La poesia è un’arte che impone spostamenti, traslochi, traduzioni, dislocazioni. Chi scrive poesia (ma, in un certo senso, anche chi la legge e ne fruisce) è fuori di sé, nel senso che non sta più in se stesso, che è costretto a uscire da sé, a emigrare. La poesia è una forma di esilio, da cui ci giungono notizie di un mondo sconosciuto eppure stranamente consueto; è un’interlocutrice familiare e, allo stesso tempo, inquietante (unheimlich), scritta in una lingua che crediamo ci appartenga, ma che giunge a noi trasfigurata dalla lontananza, estraniata. Questo è innanzitutto l’esilio perfetto cui accenno nel titolo: l’inesorabile, inevitabile esilio di ogni scrittura poetica; perfetto perché compiuto. D’altra parte, nell’idea di compiutezza, si cela anche il senso, o meglio, il fondamento utopico della poesia, il suo essere ricerca del luogo giusto, adatto – perfetto, appunto – in cui stare, abitare, essere.
Un esilio perfetto è una raccolta di raccolte, un’auto-antologia, in cui propongo testi già editi, accompagnati da una breve silloge di poesie scritte nel 2015 e finora inedite. Trattandosi di un’auto-antologia è da considerarsi non solo una raccolta autonoma e a sé stante, ma anche una breve, frammentaria storia in versi del mio lavoro.
Il libro si apre con poesie tratte da Nella costanza, la mia raccolta d’esordio, uscita nel 2003, nella collana Parsifal delle Edizioni Atelier. Quando ripenso alla scrittura di quel libro, mi tornano alla mente, innanzitutto, i ripetuti traslochi dei miei primi anni a Monaco di Baviera, le stanze dello studentato di Biederstein accanto all’Englischer Garten, un monolocale vicino all’Università Tecnica e il villino quasi fiabesco in cui mi trasferii con la mia compagna, non molto distante dalla Glittoteca (la cui elegante caffetteria, tra busti romani e capitelli corinzi, allora gestita da un veneto, era diventata per me, allora, una specie di ufficio). Penso agli scatoloni pieni di libri, carte e diari e ai miei pochi vestiti, alla moquette verde-scuro di un corridoio notturno, a stanze che si popolavano pian piano, per esser poi abbandonate e rimbiancate nel giro due giorni. Penso a bui androni in Jugendstil, a cucine poliglotte, a una pianta di basilico sul davanzale, all’ufficio sul retro di una galleria d’arte e a vecchi che giocano a scacchi sotto i castani della Münchner Freiheit. Nella costanza è il libro della mia migrazione amorosa e intellettuale, del mio divenire straniero, sulla carta e nel paesaggio. Le poesie lì contenute, scritte tra il 2000 e il 2003, sono nate da una meraviglia disordinata e incontenibile per tutto quanto mi passasse allora sotto mano, sotto gli occhi e nelle orecchie: dalle piccole epifanie del dopo-colazione al dilemma quasi erotico di una traduzione.
La seconda sezione del libro è tratta da L’invasione dei granchi giganti, raccolta uscita nel 2010 presso Marietti, in cui era anche confluita la versione integrale del mio poemetto I Mirmidoni (2006). Anche L’invasione è un libro che ha traslocato più di un paio di volte nella sua gestazione, dal villino cui prima accennavo, dove buttai giù i primi versi della poesia titolare, passando per appartamenti condivisi e non, fino alla residenza (per ora la più stabile) dove le mie figlie hanno mosso i primi passi.

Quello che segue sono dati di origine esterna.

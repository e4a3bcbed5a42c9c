//! Stigmergic blackboard: a coordination substrate where agents communicate
//! indirectly through time-decaying "pheromone" signals rather than direct
//! messages. See `core` for the engine and `transport` for the JSON-RPC
//! over Streamable HTTP + SSE wire protocol.

pub mod core;
pub mod transport;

Questo è un libro in cui mi riconosco ancora profondamente, soprattutto per il disequilibrio vivificante che lo anima, per le sue visioni, per i suoi estremi, dalle orchestrazioni rimbombanti, mitopoietiche (come alcuni le hanno credo giustamente definite) della sezione “Invasioni”, con cui si apre, ai toni più lievi, meditativi, se non addirittura intimistici, delle poesie “domestiche”, con cui si chiude. Mi piace pensarla, questa raccolta, come una serie di libri: un libro-arca, pieno di animali e cartografie impossibili, un libro-archivio, in cui ho nascosto le mie letture in forma di verso, marcandole con segnature che io stesso tra qualche anno non saprò più decifrare, un libro-confessione, dove ho esposto gioie e malattie familiari, un libro-grammatica, dove parlo d’amore camuffato da linguista.

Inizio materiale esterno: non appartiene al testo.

fn evaluate_or(children: &[Condition], ctx: &EvaluationContext) -> EvaluationResult {
    if children.is_empty() {
        return EvaluationResult {
            met: false,
            value: 0.0,
            matching_pheromone_ids: vec![],
        };
    }
    let results: Vec<EvaluationResult> = children.iter().map(|c| evaluate(c, ctx)).collect();
    let met = results.iter().any(|r| r.met);
    let met_count = results.iter().filter(|r| r.met).count();
    EvaluationResult {
        met,
        value: met_count as f64,
        matching_pheromone_ids: union_ids(&results),
    }
}

fn evaluate_not(child: &Condition, ctx: &EvaluationContext) -> EvaluationResult {
    let result = evaluate(child, ctx);
    EvaluationResult {
        met: !result.met,
        value: if result.met { 0.0 } else { 1.0 },
        matching_pheromone_ids: result.matching_pheromone_ids,
    }
}

fn union_ids(results: &[EvaluationResult]) -> Vec<String> {
    let mut seen = std::collections::HashSet::new();
    let mut ids = Vec::new();
    for r in results {
        for id in &r.matching_pheromone_ids {
            if seen.insert(id.clone()) {
                ids.push(id.clone());
            }
        }
    }
    ids
}

fn evaluate_rate(
    trail: &str,
    signal_type: &str,
    window_ms: u64,
    metric: RateMetric,
    operator: Operator,
    value: f64,
    ctx: &EvaluationContext,
) -> EvaluationResult {
    let cutoff = ctx.now - window_ms as i64;
    let records: Vec<&EmissionRecord> = ctx
        .emission_history
        .iter()
        .filter(|r| r.trail == trail && matches_type(signal_type, &r.signal_type) && r.timestamp >= cutoff)
        .collect();

    let metric_value = match metric {
        RateMetric::EmissionsPerSecond => {
            let seconds = (window_ms as f64 / 1000.0).max(f64::EPSILON);
            records.len() as f64 / seconds
        }
        // Open Question (spec.md §9): approximated as emission count over
        // the window until per-emission intensity sampling is wired up for
        // a true delta.
        RateMetric::IntensityDelta => records.len() as f64,
    };

    EvaluationResult {
        met: operator.apply(metric_value, value),
        value: metric_value,
        matching_pheromone_ids: vec![],
    }
}

fn evaluate_pattern(
    sequence: &[PatternStep],
    window_ms: u64,
    ordered: bool,
    ctx: &EvaluationContext,
) -> EvaluationResult {
    if sequence.is_empty() {
        return EvaluationResult {
            met: true,
            value: 1.0,
            matching_pheromone_ids: vec![],
        };
    }

    let cutoff = ctx.now - window_ms as i64;
    let candidates: Vec<&EmissionRecord> = ctx
        .emission_history
        .iter()
        .filter(|r| r.timestamp >= cutoff)
        .collect();

    let matched_steps = if ordered {
        let mut cursor = 0usize;
        let mut matched = 0usize;
        for step in sequence {
            let mut found = None;
            for (i, rec) in candidates.iter().enumerate().skip(cursor) {
                if rec.trail == step.trail && matches_type(&step.signal_type, &rec.signal_type) {
                    found = Some(i);
                    break;
                }
            }
            match found {
                Some(i) => {
                    cursor = i + 1;
                    matched += 1;
                }
                None => break,
            }
        }
        matched
    } else {
        let mut used = vec![false; candidates.len()];
        let mut matched = 0usize;
        for step in sequence {
            if let Some(i) = candidates.iter().enumerate().find_map(|(i, rec)| {
                if !used[i] && rec.trail == step.trail && matches_type(&step.signal_type, &rec.signal_type) {
                    Some(i)
                } else {
                    None
                }
            }) {
                used[i] = true;
                matched += 1;
            }
        }
        matched
    };

    EvaluationResult {
        met: matched_steps == sequence.len(),
        value: matched_steps as f64 / sequence.len() as f64,
        matching_pheromone_ids: vec![],
    }
}

#[cfg(test)]
mod tests {
    use super::*;
    use crate::core::decay::DecayModel;

    fn ph(trail: &str, signal_type: &str, intensity: f64) -> Pheromone {
        Pheromone {
            id: format!("{trail}/{signal_type}"),
            trail: trail.into(),
            signal_type: signal_type.into(),
            emitted_at: 0,
            last_reinforced_at: 0,
            initial_intensity: intensity,
            decay_model: DecayModel::Immortal,
            payload: serde_json::json!({}),
            source_agent: None,
            tags: Default::default(),
            ttl_floor: 0.01,
        }
    }

    #[test]
    fn threshold_max_aggregate() {
        let pheromones = vec![ph("a", "alert", 0.8), ph("a", "alert", 0.3)];
        let ctx = EvaluationContext {
            pheromones: &pheromones,
            now: 0,
            emission_history: &[],
        };
        let cond = Condition::Threshold {
            trail: "a".into(),
            signal_type: "alert".into(),
            tags: TagFilter::default(),
            aggregate: Aggregate::Max,
            operator: Operator::Ge,
            value: 0.7,
        };
        let result = evaluate(&cond, &ctx);
        assert!(result.met);
        assert_eq!(result.value, 0.8);
    }

    #[test]
    fn composite_and_empty_children_not_met() {
        let ctx = EvaluationContext {
            pheromones: &[],
            now: 0,
            emission_history: &[],
        };
        let cond = Condition::And { children: vec![] };
        assert!(!evaluate(&cond, &ctx).met);
    }

    #[test]
    fn composite_and_of_threshold_and_count() {
        let pheromones = vec![
            ph("a", "alert", 0.8),
            ph("a", "warn", 0.5),
            ph("a", "warn", 0.5),
            ph("a", "warn", 0.5),
        ];
        let ctx = EvaluationContext {
            pheromones: &pheromones,
            now: 0,
            emission_history: &[],
        };
        let cond = Condition::And {
            children: vec![
                Condition::Threshold {
                    trail: "a".into(),
                    signal_type: "alert".into(),
                    tags: TagFilter::default(),
                    aggregate: Aggregate::Max,
                    operator: Operator::Ge,
                    value: 0.7,
                },
                Condition::Threshold {
                    trail: "a".into(),
                    signal_type: "warn".into(),
                    tags: TagFilter::default(),
                    aggregate: Aggregate::Count,
                    operator: Operator::Ge,
                    value: 2.0,
                },
            ],
        };
        assert!(evaluate(&cond, &ctx).met);
    }

    #[test]
    fn pattern_ordered_sequence() {
        let history = vec![
            EmissionRecord { trail: "pipeline".into(), signal_type: "step-1".into(), timestamp: 0, intensity_sample: None },
            EmissionRecord { trail: "pipeline".into(), signal_type: "step-2".into(), timestamp: 100, intensity_sample: None },
            EmissionRecord { trail: "pipeline".into(), signal_type: "step-3".into(), timestamp: 200, intensity_sample: None },
        ];
        let ctx = EvaluationContext {
            pheromones: &[],
            now: 300,
            emission_history: &history,
        };
        let cond = Condition::Pattern {
            sequence: vec![
                PatternStep { trail: "pipeline".into(), signal_type: "step-1".into() },
                PatternStep { trail: "pipeline".into(), signal_type: "step-2".into() },
                PatternStep { trail: "pipeline".into(), signal_type: "step-3".into() },
            ],
            window_ms: 1000,
            ordered: true,
        };
        assert!(evaluate(&cond, &ctx).met);
    }

    #[test]
    fn pattern_reversed_fails_ordered_but_passes_unordered() {
        let history = vec![
            EmissionRecord { trail: "pipeline".into(), signal_type: "step-3".into(), timestamp: 0, intensity_sample: None },
            EmissionRecord { trail: "pipeline".into(), signal_type: "step-2".into(), timestamp: 100, intensity_sample: None },
            EmissionRecord { trail: "pipeline".into(), signal_type: "step-1".into(), timestamp: 200, intensity_sample: None },
        ];
        let sequence = vec![
            PatternStep { trail: "pipeline".into(), signal_type: "step-1".into() },
            PatternStep { trail: "pipeline".into(), signal_type: "step-2".into() },
            PatternStep { trail: "pipeline".into(), signal_type: "step-3".into() },
        ];
        let ctx = EvaluationContext {
            pheromones: &[],
            now: 300,
            emission_history: &history,
        };
        let ordered = Condition::Pattern {
            sequence: sequence.clone(),
            window_ms: 1000,
            ordered: true,
        };
        assert!(!evaluate(&ordered, &ctx).met);

        let unordered = Condition::Pattern {
            sequence,
            window_ms: 1000,
            ordered: false,
        };
        assert!(evaluate(&unordered, &ctx).met);
    }

    #[test]
    fn rate_emissions_per_second() {
        let history: Vec<EmissionRecord> = (0..5)
            .map(|i| EmissionRecord {
                trail: "a".into(),
                signal_type: "t".into(),
                timestamp: i * 100,
                intensity_sample: None,
            })
            .collect();
        let ctx = EvaluationContext {
            pheromones: &[],
            now: 1000,
            emission_history: &history,
        };
        let cond = Condition::Rate {
            trail: "a".into(),
            signal_type: "t".into(),
            window_ms: 1000,
            metric: RateMetric::EmissionsPerSecond,
            operator: Operator::Ge,
            value: 3.0,
        };
        assert!(evaluate(&cond, &ctx).met);
    }
}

Quando morì mio padre, nei primi di marzo del 2013, stavo scrivendo furiosamente, con la determinazione esaltata del mezzofondista a pochi metri dal traguardo; stavo lavorando a un libro di poesie, che avrei poi intitolato L’impronta (uscito nella collana i domani, presso l’editore Aragno, nel 2014). Volevo precedere la sua morte, finire la raccolta prima che ci lasciasse. Non so bene perché lo desiderassi, cosa mi prefiggessi esattamente con questa insulsa gara contro il tempo, ma ho ben presente il mio alternarmi tra testo e capezzale, per stargli vicino, certo, per accudirlo, ma anche per comprovare di avere ancora tempo. Ricordo bene i miei su e giù, tra la mansarda (la mia vecchia stanza da ragazzo e quella in cui mi ero riacquartierato, nei suoi ultimi giorni di vita), e la camera al primo piano, col letto ortopedico, su cui avevamo adagiato il suo corpo ormai prosciugato dal tumore. Volevo terminare il libro prima che se ne andasse. Forse volevo evitare che quel libro diventasse il libro della sua morte. La sua malattia stava già inarrestabilmente impossessandosi dei testi più nuovi e non volevo che anche la morte vi entrasse, vincitrice, inamovibile, con quel suo ghigno metafisico. Volevo un libro pieno di vita, così lo avevo iniziato, pieno di città, mappe, avventure. Mio padre se ne andò prima che lo terminassi, in una tiepida notte di marzo – ed io scrissi un libro completamente differente.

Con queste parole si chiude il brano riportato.